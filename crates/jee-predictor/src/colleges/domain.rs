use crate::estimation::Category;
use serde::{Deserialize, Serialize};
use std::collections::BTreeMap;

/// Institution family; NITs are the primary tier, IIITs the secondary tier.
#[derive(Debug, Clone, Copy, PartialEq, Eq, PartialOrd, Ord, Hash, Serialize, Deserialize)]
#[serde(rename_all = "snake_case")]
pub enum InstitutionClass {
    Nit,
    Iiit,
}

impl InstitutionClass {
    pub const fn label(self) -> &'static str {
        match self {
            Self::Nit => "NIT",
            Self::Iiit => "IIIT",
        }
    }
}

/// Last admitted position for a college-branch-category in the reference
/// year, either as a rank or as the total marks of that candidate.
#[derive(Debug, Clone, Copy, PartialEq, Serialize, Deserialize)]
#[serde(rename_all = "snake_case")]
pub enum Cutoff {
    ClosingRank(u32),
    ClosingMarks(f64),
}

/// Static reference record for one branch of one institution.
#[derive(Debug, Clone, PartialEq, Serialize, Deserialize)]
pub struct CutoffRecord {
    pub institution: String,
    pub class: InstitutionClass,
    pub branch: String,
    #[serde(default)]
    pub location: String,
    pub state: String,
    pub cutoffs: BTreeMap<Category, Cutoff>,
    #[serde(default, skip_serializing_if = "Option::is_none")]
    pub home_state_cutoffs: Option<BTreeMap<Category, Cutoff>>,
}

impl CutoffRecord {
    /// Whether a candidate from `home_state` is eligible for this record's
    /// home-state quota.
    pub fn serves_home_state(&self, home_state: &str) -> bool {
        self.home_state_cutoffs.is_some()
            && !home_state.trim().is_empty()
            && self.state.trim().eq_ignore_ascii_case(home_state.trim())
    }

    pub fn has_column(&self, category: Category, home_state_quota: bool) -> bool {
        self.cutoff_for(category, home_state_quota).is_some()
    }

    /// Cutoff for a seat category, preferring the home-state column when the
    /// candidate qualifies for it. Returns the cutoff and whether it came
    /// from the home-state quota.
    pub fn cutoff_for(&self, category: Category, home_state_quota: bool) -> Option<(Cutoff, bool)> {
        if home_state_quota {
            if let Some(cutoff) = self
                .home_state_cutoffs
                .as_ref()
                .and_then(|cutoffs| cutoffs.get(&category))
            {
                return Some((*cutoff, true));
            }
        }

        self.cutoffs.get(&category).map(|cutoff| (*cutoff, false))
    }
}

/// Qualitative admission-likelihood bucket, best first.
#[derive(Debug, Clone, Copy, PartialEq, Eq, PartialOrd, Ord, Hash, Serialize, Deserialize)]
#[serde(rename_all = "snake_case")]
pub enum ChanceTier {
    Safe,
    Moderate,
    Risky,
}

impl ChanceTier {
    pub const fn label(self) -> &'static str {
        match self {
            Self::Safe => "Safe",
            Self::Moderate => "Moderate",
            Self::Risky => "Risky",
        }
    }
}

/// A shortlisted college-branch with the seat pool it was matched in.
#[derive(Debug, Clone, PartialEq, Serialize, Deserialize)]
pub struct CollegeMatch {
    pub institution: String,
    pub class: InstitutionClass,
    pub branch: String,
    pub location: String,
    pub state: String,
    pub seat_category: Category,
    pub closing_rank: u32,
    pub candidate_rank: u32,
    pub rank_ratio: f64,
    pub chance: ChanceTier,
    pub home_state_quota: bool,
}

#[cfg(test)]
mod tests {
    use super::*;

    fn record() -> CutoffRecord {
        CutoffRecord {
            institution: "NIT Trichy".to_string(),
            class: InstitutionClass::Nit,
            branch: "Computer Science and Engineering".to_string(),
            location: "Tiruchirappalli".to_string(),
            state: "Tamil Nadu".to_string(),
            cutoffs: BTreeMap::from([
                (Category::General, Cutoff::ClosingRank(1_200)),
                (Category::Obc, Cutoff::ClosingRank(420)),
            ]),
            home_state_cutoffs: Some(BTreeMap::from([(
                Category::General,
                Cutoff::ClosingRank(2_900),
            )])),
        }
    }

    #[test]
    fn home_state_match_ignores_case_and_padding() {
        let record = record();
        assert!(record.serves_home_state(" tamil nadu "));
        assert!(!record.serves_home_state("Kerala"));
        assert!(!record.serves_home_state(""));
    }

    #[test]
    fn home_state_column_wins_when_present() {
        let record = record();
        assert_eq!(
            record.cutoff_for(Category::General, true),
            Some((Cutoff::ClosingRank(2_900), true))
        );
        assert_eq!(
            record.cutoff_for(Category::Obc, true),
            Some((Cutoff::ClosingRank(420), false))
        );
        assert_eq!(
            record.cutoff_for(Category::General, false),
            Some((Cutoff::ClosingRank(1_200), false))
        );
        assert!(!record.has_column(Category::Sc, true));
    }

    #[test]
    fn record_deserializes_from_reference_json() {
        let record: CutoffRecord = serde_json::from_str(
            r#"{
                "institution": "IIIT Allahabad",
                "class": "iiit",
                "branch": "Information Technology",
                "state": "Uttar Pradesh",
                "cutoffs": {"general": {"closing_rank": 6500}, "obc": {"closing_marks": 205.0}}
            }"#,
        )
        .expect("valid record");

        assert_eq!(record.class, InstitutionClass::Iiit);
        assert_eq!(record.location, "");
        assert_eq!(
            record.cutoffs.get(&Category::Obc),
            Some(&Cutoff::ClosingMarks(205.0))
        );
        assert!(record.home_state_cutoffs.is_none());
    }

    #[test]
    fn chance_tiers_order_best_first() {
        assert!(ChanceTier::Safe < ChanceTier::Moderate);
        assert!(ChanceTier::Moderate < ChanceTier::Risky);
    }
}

_ _ _

**Task directions:** Scan the entries above. Copy each line that has the string "default".

**Solution for this task:**
    #[serde(default)]
    #[serde(default, skip_serializing_if = "Option::is_none")]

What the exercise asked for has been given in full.